*** Begin section ***

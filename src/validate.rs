//! Validation utilities for solution files
//!
//! Provides batch validation with per-node error reporting.
//!
//! # Example
//!
//! ```ignore
//! use gridasm::validate::{validate_directory, ValidationResult};
//!
//! for result in validate_directory("path/to/solutions")? {
//!     match result {
//!         ValidationResult::Ok { path, programs } => {
//!             println!("✓ {}: {} instructions",
//!                 path.display(),
//!                 programs.iter().map(|p| p.len()).sum::<usize>());
//!         }
//!         ValidationResult::Err { path, error } => {
//!             eprintln!("✗ {}: {}", path.display(), error);
//!         }
//!     }
//! }
//! ```

use std::path::{Path, PathBuf};

use crate::emu::{parse_program, Instruction, NodeCode, ParseError, NODE_COUNT};

/// Result of validating a single solution file
#[derive(Debug)]
pub enum ValidationResult {
    /// Every node program parsed
    Ok {
        path: PathBuf,
        programs: Vec<Vec<Instruction>>,
    },
    /// The file failed to load or a node program failed to parse
    Err { path: PathBuf, error: ValidationError },
}

impl ValidationResult {
    /// Returns true if validation succeeded
    pub fn is_ok(&self) -> bool {
        matches!(self, Self::Ok { .. })
    }

    /// Returns true if validation failed
    pub fn is_err(&self) -> bool {
        matches!(self, Self::Err { .. })
    }

    /// Get the path
    pub fn path(&self) -> &Path {
        match self {
            Self::Ok { path, .. } => path,
            Self::Err { path, .. } => path,
        }
    }
}

/// Validation error with context
#[derive(Debug)]
pub struct ValidationError {
    /// Node index the error belongs to (if the file itself was readable)
    pub node: Option<u8>,
    /// Line number within the node program (if available)
    pub line: Option<usize>,
    /// Error message
    pub message: String,
}

impl std::fmt::Display for ValidationError {
    fn fmt(&self, f: &mut std::fmt::Formatter<'_>) -> std::fmt::Result {
        if let Some(node) = self.node {
            write!(f, "node {}: ", node)?;
        }
        if let Some(line) = self.line {
            write!(f, "line {}: ", line)?;
        }
        write!(f, "{}", self.message)
    }
}

impl From<std::io::Error> for ValidationError {
    fn from(e: std::io::Error) -> Self {
        Self {
            node: None,
            line: None,
            message: e.to_string(),
        }
    }
}

impl From<serde_json::Error> for ValidationError {
    fn from(e: serde_json::Error) -> Self {
        Self {
            node: None,
            line: None,
            message: e.to_string(),
        }
    }
}

/// Validate a single solution file
pub fn validate_solution_file<P: AsRef<Path>>(path: P) -> ValidationResult {
    let path = path.as_ref().to_path_buf();

    let raw = match std::fs::read_to_string(&path) {
        Ok(raw) => raw,
        Err(e) => {
            return ValidationResult::Err {
                path,
                error: e.into(),
            };
        }
    };

    let code: Vec<NodeCode> = match serde_json::from_str(&raw) {
        Ok(code) => code,
        Err(e) => {
            return ValidationResult::Err {
                path,
                error: e.into(),
            };
        }
    };

    if code.len() != NODE_COUNT {
        return ValidationResult::Err {
            path,
            error: ValidationError {
                node: None,
                line: None,
                message: format!("expected {} node programs, got {}", NODE_COUNT, code.len()),
            },
        };
    }

    let mut programs = Vec::with_capacity(code.len());
    for node in &code {
        match parse_program(&node.code) {
            Ok(program) => programs.push(program),
            Err(ParseError { line, message }) => {
                return ValidationResult::Err {
                    path,
                    error: ValidationError {
                        node: Some(node.index),
                        line: Some(line),
                        message,
                    },
                };
            }
        }
    }

    ValidationResult::Ok { path, programs }
}

/// Validate every `.json` file in a directory
pub fn validate_directory<P: AsRef<Path>>(dir: P) -> std::io::Result<Vec<ValidationResult>> {
    let mut results = Vec::new();
    for entry in std::fs::read_dir(dir)? {
        let path = entry?.path();
        if path.extension().map_or(false, |ext| ext == "json") {
            results.push(validate_solution_file(&path));
        }
    }
    results.sort_by(|a, b| a.path().cmp(b.path()));
    Ok(results)
}

#[cfg(test)]
mod tests {
    use super::*;
    use std::io::Write;

    fn solution_json(node0: &[&str]) -> String {
        let code: Vec<NodeCode> = (0..12)
            .map(|index| NodeCode {
                index: index as u8,
                code: if index == 0 {
                    node0.iter().map(|s| s.to_string()).collect()
                } else {
                    Vec::new()
                },
            })
            .collect();
        serde_json::to_string(&code).unwrap()
    }

    fn write_file(dir: &Path, name: &str, contents: &str) -> PathBuf {
        let path = dir.join(name);
        let mut file = std::fs::File::create(&path).unwrap();
        file.write_all(contents.as_bytes()).unwrap();
        path
    }

    #[test]
    fn test_validate_good_file() {
        let dir = tempfile::tempdir().unwrap();
        let path = write_file(
            dir.path(),
            "good.json",
            &solution_json(&["MOV UP, ACC", "ADD 1", "MOV ACC, DOWN"]),
        );

        let result = validate_solution_file(&path);
        assert!(result.is_ok());
        match result {
            ValidationResult::Ok { programs, .. } => {
                assert_eq!(programs[0].len(), 3);
                assert!(programs[1..].iter().all(|p| p.is_empty()));
            }
            ValidationResult::Err { error, .. } => panic!("unexpected error: {}", error),
        }
    }

    #[test]
    fn test_validate_bad_mnemonic() {
        let dir = tempfile::tempdir().unwrap();
        let path = write_file(dir.path(), "bad.json", &solution_json(&["FROB 1"]));

        match validate_solution_file(&path) {
            ValidationResult::Err { error, .. } => {
                assert_eq!(error.node, Some(0));
                assert_eq!(error.line, Some(1));
                assert!(error.to_string().contains("node 0"));
            }
            ValidationResult::Ok { .. } => panic!("expected a parse failure"),
        }
    }

    #[test]
    fn test_validate_wrong_shape() {
        let dir = tempfile::tempdir().unwrap();
        let path = write_file(dir.path(), "short.json", r#"[{"index": 0, "code": []}]"#);

        match validate_solution_file(&path) {
            ValidationResult::Err { error, .. } => {
                assert!(error.message.contains("expected 12"));
            }
            ValidationResult::Ok { .. } => panic!("expected a shape failure"),
        }
    }

    #[test]
    fn test_validate_directory() {
        let dir = tempfile::tempdir().unwrap();
        write_file(dir.path(), "a.json", &solution_json(&["NOP"]));
        write_file(dir.path(), "b.json", &solution_json(&["BOGUS"]));
        write_file(dir.path(), "notes.txt", "not a solution");

        let results = validate_directory(dir.path()).unwrap();
        assert_eq!(results.len(), 2);
        assert!(results[0].is_ok());
        assert!(results[1].is_err());
    }
}
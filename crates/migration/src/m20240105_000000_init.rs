//! Initial schema migration - creates all tables from scratch.
//!
//! - `accounts`: running income/expense totals per account
//! - `transactions`: the ledger
//! - `statistics`: one bucket per account and day, unique on
//!   `(account_id, date)`
//!
//! Every mutable table carries a `version` column for optimistic
//! concurrency. Deleting an account cascades to its entries and buckets.

use sea_orm_migration::prelude::*;

#[derive(DeriveMigrationName)]
pub struct Migration;

// ─────────────────────────────────────────────────────────────────────────────
// Table identifiers
// ─────────────────────────────────────────────────────────────────────────────

#[derive(Iden)]
enum Accounts {
    Table,
    Id,
    OwnerId,
    Title,
    Description,
    Currency,
    TotalIncome,
    TotalExpense,
    CreatedAt,
    Version,
}

#[derive(Iden)]
enum Transactions {
    Table,
    Id,
    UserId,
    AccountId,
    Kind,
    Title,
    Description,
    Tags,
    AmountMinor,
    Payday,
    CreatedAt,
    Version,
}

#[derive(Iden)]
enum Statistics {
    Table,
    Id,
    AccountId,
    Date,
    Earning,
    Spending,
    CreatedAt,
    Version,
}

// ─────────────────────────────────────────────────────────────────────────────
// Migration implementation
// ─────────────────────────────────────────────────────────────────────────────

#[async_trait::async_trait]
impl MigrationTrait for Migration {
    async fn up(&self, manager: &SchemaManager) -> Result<(), DbErr> {
        // ───────────────────────────────────────────────────────────────────
        // 1. Accounts
        // ───────────────────────────────────────────────────────────────────
        manager
            .create_table(
                Table::create()
                    .table(Accounts::Table)
                    .if_not_exists()
                    .col(
                        ColumnDef::new(Accounts::Id)
                            .integer()
                            .not_null()
                            .auto_increment()
                            .primary_key(),
                    )
                    .col(ColumnDef::new(Accounts::OwnerId).big_integer().not_null())
                    .col(ColumnDef::new(Accounts::Title).string().not_null())
                    .col(ColumnDef::new(Accounts::Description).string())
                    .col(
                        ColumnDef::new(Accounts::Currency)
                            .string()
                            .not_null()
                            .default("EUR"),
                    )
                    .col(
                        ColumnDef::new(Accounts::TotalIncome)
                            .big_integer()
                            .not_null()
                            .default(0),
                    )
                    .col(
                        ColumnDef::new(Accounts::TotalExpense)
                            .big_integer()
                            .not_null()
                            .default(0),
                    )
                    .col(
                        ColumnDef::new(Accounts::CreatedAt)
                            .timestamp_with_time_zone()
                            .not_null(),
                    )
                    .col(
                        ColumnDef::new(Accounts::Version)
                            .integer()
                            .not_null()
                            .default(1),
                    )
                    .to_owned(),
            )
            .await?;

        manager
            .create_index(
                Index::create()
                    .name("idx-accounts-owner_id")
                    .table(Accounts::Table)
                    .col(Accounts::OwnerId)
                    .to_owned(),
            )
            .await?;

        // ───────────────────────────────────────────────────────────────────
        // 2. Transactions
        // ───────────────────────────────────────────────────────────────────
        manager
            .create_table(
                Table::create()
                    .table(Transactions::Table)
                    .if_not_exists()
                    .col(
                        ColumnDef::new(Transactions::Id)
                            .integer()
                            .not_null()
                            .auto_increment()
                            .primary_key(),
                    )
                    .col(ColumnDef::new(Transactions::UserId).big_integer().not_null())
                    .col(
                        ColumnDef::new(Transactions::AccountId)
                            .big_integer()
                            .not_null(),
                    )
                    .col(ColumnDef::new(Transactions::Kind).string().not_null())
                    .col(ColumnDef::new(Transactions::Title).string().not_null())
                    .col(ColumnDef::new(Transactions::Description).string())
                    .col(
                        ColumnDef::new(Transactions::Tags)
                            .text()
                            .not_null()
                            .default("[]"),
                    )
                    .col(
                        ColumnDef::new(Transactions::AmountMinor)
                            .big_integer()
                            .not_null(),
                    )
                    .col(ColumnDef::new(Transactions::Payday).date().not_null())
                    .col(
                        ColumnDef::new(Transactions::CreatedAt)
                            .timestamp_with_time_zone()
                            .not_null(),
                    )
                    .col(
                        ColumnDef::new(Transactions::Version)
                            .integer()
                            .not_null()
                            .default(1),
                    )
                    .foreign_key(
                        ForeignKey::create()
                            .name("fk-transactions-account_id")
                            .from(Transactions::Table, Transactions::AccountId)
                            .to(Accounts::Table, Accounts::Id)
                            .on_delete(ForeignKeyAction::Cascade),
                    )
                    .to_owned(),
            )
            .await?;

        manager
            .create_index(
                Index::create()
                    .name("idx-transactions-user_id-payday")
                    .table(Transactions::Table)
                    .col(Transactions::UserId)
                    .col(Transactions::Payday)
                    .to_owned(),
            )
            .await?;

        manager
            .create_index(
                Index::create()
                    .name("idx-transactions-account_id-payday")
                    .table(Transactions::Table)
                    .col(Transactions::AccountId)
                    .col(Transactions::Payday)
                    .to_owned(),
            )
            .await?;

        // ───────────────────────────────────────────────────────────────────
        // 3. Statistics
        // ───────────────────────────────────────────────────────────────────
        manager
            .create_table(
                Table::create()
                    .table(Statistics::Table)
                    .if_not_exists()
                    .col(
                        ColumnDef::new(Statistics::Id)
                            .integer()
                            .not_null()
                            .auto_increment()
                            .primary_key(),
                    )
                    .col(
                        ColumnDef::new(Statistics::AccountId)
                            .big_integer()
                            .not_null(),
                    )
                    .col(ColumnDef::new(Statistics::Date).date().not_null())
                    .col(
                        ColumnDef::new(Statistics::Earning)
                            .big_integer()
                            .not_null()
                            .default(0),
                    )
                    .col(
                        ColumnDef::new(Statistics::Spending)
                            .big_integer()
                            .not_null()
                            .default(0),
                    )
                    .col(
                        ColumnDef::new(Statistics::CreatedAt)
                            .timestamp_with_time_zone()
                            .not_null(),
                    )
                    .col(
                        ColumnDef::new(Statistics::Version)
                            .integer()
                            .not_null()
                            .default(1),
                    )
                    .foreign_key(
                        ForeignKey::create()
                            .name("fk-statistics-account_id")
                            .from(Statistics::Table, Statistics::AccountId)
                            .to(Accounts::Table, Accounts::Id)
                            .on_delete(ForeignKeyAction::Cascade),
                    )
                    .to_owned(),
            )
            .await?;

        manager
            .create_index(
                Index::create()
                    .name("idx-statistics-account_id-date-unique")
                    .table(Statistics::Table)
                    .col(Statistics::AccountId)
                    .col(Statistics::Date)
                    .unique()
                    .to_owned(),
            )
            .await?;

        Ok(())
    }

    async fn down(&self, manager: &SchemaManager) -> Result<(), DbErr> {
        // Drop in reverse order of creation (respecting FK dependencies)
        manager
            .drop_table(Table::drop().table(Statistics::Table).to_owned())
            .await?;
        manager
            .drop_table(Table::drop().table(Transactions::Table).to_owned())
            .await?;
        manager
            .drop_table(Table::drop().table(Accounts::Table).to_owned())
            .await?;
        Ok(())
    }
}
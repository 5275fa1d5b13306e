//! Aggregate deltas implied by ledger mutations.
//!
//! A [`Delta`] is a signed change to an `(income, expense)` pair. Accounts
//! apply it to `total_income`/`total_expense`, statistic buckets to
//! `earning`/`spending`.

use std::ops::{Add, AddAssign, Neg, Sub, SubAssign};

use chrono::NaiveDate;

use crate::{EngineError, ResultEngine, Transaction, TransactionKind};

#[derive(Clone, Copy, Debug, Default, PartialEq, Eq)]
pub(crate) struct Delta {
    pub income: i64,
    pub expense: i64,
}

impl Delta {
    pub const ZERO: Delta = Delta {
        income: 0,
        expense: 0,
    };

    /// `amount_minor` booked on the side matching `kind`.
    pub fn of(kind: TransactionKind, amount_minor: i64) -> Self {
        match kind {
            TransactionKind::Income => Self {
                income: amount_minor,
                expense: 0,
            },
            TransactionKind::Expense => Self {
                income: 0,
                expense: amount_minor,
            },
        }
    }

    pub fn is_zero(self) -> bool {
        self == Self::ZERO
    }

    pub fn apply_income(self, current: i64) -> ResultEngine<i64> {
        checked(current, self.income)
    }

    pub fn apply_expense(self, current: i64) -> ResultEngine<i64> {
        checked(current, self.expense)
    }
}

fn checked(current: i64, change: i64) -> ResultEngine<i64> {
    current
        .checked_add(change)
        .ok_or_else(|| EngineError::InvalidAmount("aggregate overflow".to_string()))
}

impl Add for Delta {
    type Output = Delta;

    fn add(self, rhs: Delta) -> Self::Output {
        Delta {
            income: self.income.saturating_add(rhs.income),
            expense: self.expense.saturating_add(rhs.expense),
        }
    }
}

impl AddAssign for Delta {
    fn add_assign(&mut self, rhs: Delta) {
        *self = *self + rhs;
    }
}

impl Sub for Delta {
    type Output = Delta;

    fn sub(self, rhs: Delta) -> Self::Output {
        self + (-rhs)
    }
}

impl SubAssign for Delta {
    fn sub_assign(&mut self, rhs: Delta) {
        *self = *self - rhs;
    }
}

impl Neg for Delta {
    type Output = Delta;

    fn neg(self) -> Self::Output {
        Delta {
            income: self.income.saturating_neg(),
            expense: self.expense.saturating_neg(),
        }
    }
}

/// Deltas an edit of a ledger entry implies.
///
/// Built in a fixed order against the bucket of the entry's old payday:
///
/// 1. amount change, booked on the old kind,
/// 2. kind change, moving the new amount from the old kind to the new one,
/// 3. payday change, moving the new amount (on the new kind) out of the old
///    bucket into the bucket of the new payday.
///
/// Steps 1 and 2 also apply to the account; a payday move does not change
/// the account totals.
#[derive(Clone, Copy, Debug, PartialEq, Eq)]
pub(crate) struct UpdatePlan {
    pub account: Delta,
    pub old_bucket: Delta,
    pub moved: Option<(NaiveDate, Delta)>,
}

impl UpdatePlan {
    pub fn between(old: &Transaction, new: &Transaction) -> Self {
        let mut running = Delta::ZERO;

        if new.amount_minor != old.amount_minor {
            running += Delta::of(old.kind, new.amount_minor - old.amount_minor);
        }

        if new.kind != old.kind {
            running -= Delta::of(old.kind, new.amount_minor);
            running += Delta::of(new.kind, new.amount_minor);
        }

        let mut old_bucket = running;
        let moved = (new.payday != old.payday).then(|| {
            let moved = Delta::of(new.kind, new.amount_minor);
            old_bucket -= moved;
            (new.payday, moved)
        });

        Self {
            account: running,
            old_bucket,
            moved,
        }
    }
}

*** End section ***

WHAT YOU HAVE TO DO
All lines of the entries containing the string "single" must be shown in full.

PROBLEM SOLUTION
/// Result of validating a single solution file
/// Validate a single solution file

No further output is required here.